A new study led by scientists at the Woods Hole Oceanographic Institution (WHOI) has produced detailed evidence of how ocean acidification is threatening the survival of coral reefs. The researchers found that rising acidity in the ocean makes it difficult for corals to build thick skeletons, leaving them more susceptible to deterioration.

“Our research incorporates the nuances of coral skeletal growth, enabling more precise projections of how, where, and by how much, ocean acidification will affect tropical reef-building corals,” said lead author Nathaniel Mollica.

Corals grow their skeletons up toward the sunlight and thicken them for strength. The researchers developed a numerical model simulating this skeletal growth mechanism and paired it with projected changes in ocean acidity.

The study revealed that coral skeletal density will decline across many reefs, with the most prevalent impact in the Indo-Pacific region. By the end of this century, the density of coral skeletons will be reduced by up to 20 percent in parts of the Coral Triangle.

The researchers found that reefs in the Caribbean, Hawaii, and northern Red Sea will experience a reduction in coral density by less than ten percent through 2100.

“This very important study determined the specific way a coral species is affected by ocean acidification and modeled the effect of future environmental conditions,” said co-author David Garrison.

As the ocean acidifies, there are fewer carbonate ions present. This makes it more difficult for corals to make a form of calcium carbonate called aragonite, which is what they use to build up their skeletons.

The corals continue to grow upward, but densification of the skeleton suffers. This means that corals in regions of the ocean with more acidity build thinner skeletons.

The study authors noted that there are other threats to coral growth as well, such as rising ocean temperatures.

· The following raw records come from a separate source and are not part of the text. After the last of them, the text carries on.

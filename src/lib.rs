use std::sync::Arc;

use axum::{middleware::from_fn_with_state, Router};
use utoipa::OpenApi;
use utoipa_swagger_ui::SwaggerUi;

pub mod config;
pub mod crypto;
pub mod db;
pub mod entities;
pub mod error;
pub mod handler;
pub mod middleware;
pub mod openapi;
pub mod repo;
pub mod schema;
pub mod service;
pub mod state;

use state::AppState;

/// Assembles the full application router. Everything under `/admin` passes
/// through the admin gate before a handler runs.
pub fn router(state: Arc<AppState>) -> Router {
    let admin = Router::new()
        .merge(handler::admin::routes(state.clone()))
        .merge(handler::departments::routes(state.clone()))
        .merge(handler::roles::routes(state.clone()))
        .merge(handler::event_levels::routes(state.clone()))
        .layer(from_fn_with_state(state.clone(), middleware::admin_gate));

    Router::new()
        .merge(handler::health::routes())
        .merge(handler::users::routes(state.clone()))
        .merge(handler::departments::dashboard_routes(state.clone()))
        .merge(handler::images::routes(state))
        .merge(admin)
        .merge(SwaggerUi::new("/swagger-ui").url("/api-docs/openapi.json", openapi::ApiDoc::openapi()))
}
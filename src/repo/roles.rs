use async_trait::async_trait;
use sea_orm::{
    sea_query::Expr, ActiveModelTrait, ColumnTrait, EntityTrait, QueryFilter, QueryOrder, Set,
};

use crate::{entities::roles, state::DatabaseClient};

#[async_trait]
pub trait RolesRepo: Send + Sync {
    async fn exists(&self, id: &str) -> Result<bool, sea_orm::DbErr>;
    async fn find(&self, id: &str) -> Result<Option<roles::Model>, sea_orm::DbErr>;
    async fn list(&self) -> Result<Vec<roles::Model>, sea_orm::DbErr>;
    async fn insert(&self, id: &str, name: &str) -> Result<(), sea_orm::DbErr>;
    async fn update_name(&self, id: &str, name: &str) -> Result<(), sea_orm::DbErr>;
    async fn delete(&self, id: &str) -> Result<(), sea_orm::DbErr>;
}

pub struct SeaOrmRolesRepo {
    db: std::sync::Arc<dyn DatabaseClient>,
}

impl SeaOrmRolesRepo {
    pub fn new(db: std::sync::Arc<dyn DatabaseClient>) -> Self {
        Self { db }
    }
}

#[async_trait]
impl RolesRepo for SeaOrmRolesRepo {
    async fn exists(&self, id: &str) -> Result<bool, sea_orm::DbErr> {
        let found = roles::Entity::find_by_id(id.to_string())
            .one(self.db.conn())
            .await?;
        Ok(found.is_some())
    }

    async fn find(&self, id: &str) -> Result<Option<roles::Model>, sea_orm::DbErr> {
        roles::Entity::find_by_id(id.to_string())
            .one(self.db.conn())
            .await
    }

    async fn list(&self) -> Result<Vec<roles::Model>, sea_orm::DbErr> {
        roles::Entity::find()
            .order_by_asc(roles::Column::RoleId)
            .all(self.db.conn())
            .await
    }

    async fn insert(&self, id: &str, name: &str) -> Result<(), sea_orm::DbErr> {
        roles::ActiveModel {
            role_id: Set(id.to_string()),
            role_name: Set(name.to_string()),
        }
        .insert(self.db.conn())
        .await?;
        Ok(())
    }

    async fn update_name(&self, id: &str, name: &str) -> Result<(), sea_orm::DbErr> {
        roles::Entity::update_many()
            .col_expr(roles::Column::RoleName, Expr::value(name))
            .filter(roles::Column::RoleId.eq(id))
            .exec(self.db.conn())
            .await?;
        Ok(())
    }

    async fn delete(&self, id: &str) -> Result<(), sea_orm::DbErr> {
        roles::Entity::delete_by_id(id.to_string())
            .exec(self.db.conn())
            .await?;
        Ok(())
    }
}
#[async_trait]
impl EventLevelsRepo for MemEventLevelsRepo {
    async fn exists(&self, name: &str) -> Result<bool, sea_orm::DbErr> {
        Ok(self.0.inner.lock().unwrap().event_levels.contains_key(name))
    }

    async fn find(&self, name: &str) -> Result<Option<event_levels::Model>, sea_orm::DbErr> {
        Ok(self.0.inner.lock().unwrap().event_levels.get(name).cloned())
    }

    async fn list(&self) -> Result<Vec<event_levels::Model>, sea_orm::DbErr> {
        let inner = self.0.inner.lock().unwrap();
        let mut rows: Vec<_> = inner.event_levels.values().cloned().collect();
        rows.sort_by_key(|r| r.priority);
        Ok(rows)
    }

    async fn insert(
        &self,
        name: &str,
        details: &str,
        priority: i32,
    ) -> Result<(), sea_orm::DbErr> {
        self.0.inner.lock().unwrap().event_levels.insert(
            name.to_string(),
            event_levels::Model {
                event_level_name: name.to_string(),
                event_level_details: details.to_string(),
                priority,
            },
        );
        Ok(())
    }

    async fn update(
        &self,
        name: &str,
        details: &str,
        priority: i32,
    ) -> Result<(), sea_orm::DbErr> {
        if let Some(row) = self.0.inner.lock().unwrap().event_levels.get_mut(name) {
            row.event_level_details = details.to_string();
            row.priority = priority;
        }
        Ok(())
    }

    async fn delete(&self, name: &str) -> Result<(), sea_orm::DbErr> {
        self.0.inner.lock().unwrap().event_levels.remove(name);
        Ok(())
    }
}

pub fn test_config() -> Config {
    Config {
        port: 0,
        identity_secret_key: "integration-test-secret".to_string(),
        default_role_id: "ROLE_MEMBER".to_string(),
        default_event_level: "INFO".to_string(),
        admin_role_id: "ROLE_ADMIN".to_string(),
        page_size: 10,
    }
}

pub struct Harness {
    pub store: Arc<MemStore>,
    pub state: Arc<AppState>,
}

“Our next step is to expand our model to incorporate the effects of multiple stressors on corals’ skeletal growth,”said co-author Weifu Guo. “Knowing the details of how the different facets of ocean change will affect corals will enable us to quantitatively project the trajectory of reef-building corals under 21st century climate change.”

The study is published in the Proceedings of the National Academy of Sciences.